Le gaz naturel ne possède pas de cours mondial unique : sa molécule, difficile à transporter d’un continent à l’autre, reste captive de marchés régionaux dont les prix peuvent durablement diverger.

TL;DR

Un baril de pétrole vaut presque le même prix partout, l'arbitrage effaçant les écarts ; le gaz y échappe, sa molécule restant captive de marchés régionaux faute de transport océanique bon marché.

  • Le transport océanique impose de liquéfier le gaz vers −160 °C (volume divisé par six cents environ), de l'embarquer sur des méthaniers puis de le regazéifier : une chaîne lourde et rare qui empêche l'arbitrage de jouer et laisse les écarts persister des mois.
  • Trois références régionales en découlent : le TTF européen (prix d'importateur), le Henry Hub américain (tiré par l'offre) et le JKM asiatique (cargaisons de GNL), faiblement reliés par les flux maritimes ; des marchés profonds et cotés en continu, mais régionaux.

Avant toute lecture du gaz — écarts de prix, crise, géopolitique —, un fait structurel doit être posé : l’absence de prix mondial. Sa cause tient à la physique plus qu’à la finance.

Un prix mondial pour le pétrole, des prix régionaux pour le gaz

Commençons par une comparaison qui éclaire tout le reste. Le pétrole se vend, à un instant donné, à un prix très voisin partout dans le monde, une fois pris en compte la qualité du brut et les frais d’acheminement. La raison est simple : un baril se transporte facilement. Un pétrolier suffit à déplacer une cargaison d’un continent à l’autre, et cette mobilité agit comme une force de rappel. Dès qu’un écart de prix s’ouvre entre deux régions, des cargaisons se réorientent vers la plus chère, ce qui fait converger les prix. Ce mécanisme — acheter là où c’est bon marché pour vendre là où c’est cher — porte un nom : l’arbitrage. Tant qu’il peut s’exercer librement, il maintient un cours unique. Développé ici : les filières énergivores qui ont quitté l’Europe.

Le gaz naturel échappe à cette logique. Au même moment, le même contenu énergétique peut valoir trois ou quatre fois plus cher en Europe qu’aux États-Unis, et l’écart peut persister des mois sans se refermer. L’arbitrage, ici, fonctionne mal, parce que le transport du gaz est lent, coûteux et limité par des infrastructures rares. Le ressort qui égalise les prix du pétrole est, pour le gaz, presque grippé. C’est ce blocage de l’arbitrage qui produit la régionalisation : faute de pouvoir circuler librement, le gaz se cloisonne en marchés largement indépendants.

Cette différence n’est pas un détail technique. Elle est le socle de toute analyse du gaz, et notamment de la fracture du marché gazier apparue au grand jour en 2022. L’intuition d’un « prix mondial de l’énergie », héritée du pétrole, ne se transpose pas au gaz. Le comprendre évite un contresens fréquent : croire qu’un prix bas dans une région signale une abondance planétaire, ou qu’un prix élevé ailleurs traduit une pénurie globale. Pour le gaz, chaque région raconte d’abord sa propre histoire.

La chaîne du froid : liquéfier pour traverser les océans

Pourquoi le gaz se transporte-t-il si mal ? Parce qu’à l’état naturel, il occupe un volume énorme pour une faible quantité d’énergie. Le déplacer par gazoduc fonctionne sur le continent, mais un gazoduc ne traverse pas un océan : il relie deux points fixes, une fois pour toutes. Pour expédier du gaz par-delà les mers, il faut le rendre transportable autrement, et c’est là qu’intervient une technologie coûteuse.

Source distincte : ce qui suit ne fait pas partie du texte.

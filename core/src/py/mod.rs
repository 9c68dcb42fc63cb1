use pyo3::exceptions::PyValueError;
use pyo3::prelude::*;
use pyo3::wrap_pyfunction;

use crate::error::FitnessError;
use crate::grading::{grade, Gender};
use crate::session::ExerciseKind;

// ──────────────────────────────────────────────────────────────────────────────
// HJELPERE
// ──────────────────────────────────────────────────────────────────────────────

fn to_py_err(e: FitnessError) -> PyErr {
    PyValueError::new_err(e.to_string())
}

/// Tillater både str og dict/list fra Python; alt annet serialiseres via json.dumps.
fn payload_to_json(py: Python<'_>, payload: &PyAny) -> PyResult<String> {
    if let Ok(s) = payload.extract::<&str>() {
        return Ok(s.to_owned());
    }
    let json_mod = py
        .import("json")
        .map_err(|e| PyValueError::new_err(format!("failed to import json: {e}")))?;
    json_mod
        .call_method1("dumps", (payload,))
        .and_then(|o| o.extract::<String>())
        .map_err(|e| PyValueError::new_err(format!("failed to serialize payload with json.dumps: {e}")))
}

// ──────────────────────────────────────────────────────────────────────────────
// PyO3-FUNKSJONER
// ──────────────────────────────────────────────────────────────────────────────

#[pyfunction]
#[pyo3(signature = (frames_json, request_json, cfg_json=None))]
fn analyze_session_json(frames_json: &str, request_json: &str, cfg_json: Option<&str>) -> PyResult<String> {
    crate::analyze_session::analyze_session_json(frames_json, request_json, cfg_json).map_err(to_py_err)
}

/// Samme som `analyze_session_json`, men tar og returnerer Python-objekter (dict).
#[pyfunction]
fn analyze_session(py: Python<'_>, frames: &PyAny, request: &PyAny) -> PyResult<PyObject> {
    let frames_json = payload_to_json(py, frames)?;
    let request_json = payload_to_json(py, request)?;

    let out = crate::analyze_session::analyze_session_json(&frames_json, &request_json, None)
        .map_err(to_py_err)?;

    // Returnér som dict via json.loads (unngår pyo3 serde-feature)
    let json_mod = py
        .import("json")
        .map_err(|e| PyValueError::new_err(format!("failed to import json: {e}")))?;
    let obj = json_mod
        .call_method1("loads", (out.as_str(),))
        .map_err(|e| PyValueError::new_err(format!("internal JSON parse error via json.loads: {e}")))?;
    Ok(obj.into_py(py))
}

#[pyfunction]
fn grade_level(test_type: &str, score: f64, age: u32, gender: &str) -> PyResult<String> {
    let kind: ExerciseKind = test_type.parse().map_err(to_py_err)?;
    let gender: Gender = gender.parse().map_err(to_py_err)?;
    Ok(grade(kind, score, age, gender).to_string())
}

// ──────────────────────────────────────────────────────────────────────────────
// PyO3-MODUL
// ──────────────────────────────────────────────────────────────────────────────

#[pymodule]
fn fitnesstest_core(_py: Python, m: &PyModule) -> PyResult<()> {
    m.add_function(wrap_pyfunction!(analyze_session_json, m)?)?;
    m.add_function(wrap_pyfunction!(analyze_session, m)?)?;
    m.add_function(wrap_pyfunction!(grade_level, m)?)?;
    Ok(())
}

La solution s’appelle le gaz naturel liquéfié, ou GNL. On refroidit le gaz à environ −160 °C : à cette température, il se liquéfie et son volume est divisé par six cents environ. Sous cette forme compacte, il peut être chargé sur des navires spécialisés, les méthaniers, dotés de cuves cryogéniques qui maintiennent le froid pendant la traversée. À l’arrivée, dans un terminal de regazéification, on le réchauffe pour lui rendre son état gazeux avant de l’injecter dans le réseau. Liquéfaction, transport maritime, regazéification : chaque maillon de cette chaîne du froid coûte cher et suppose des installations lourdes.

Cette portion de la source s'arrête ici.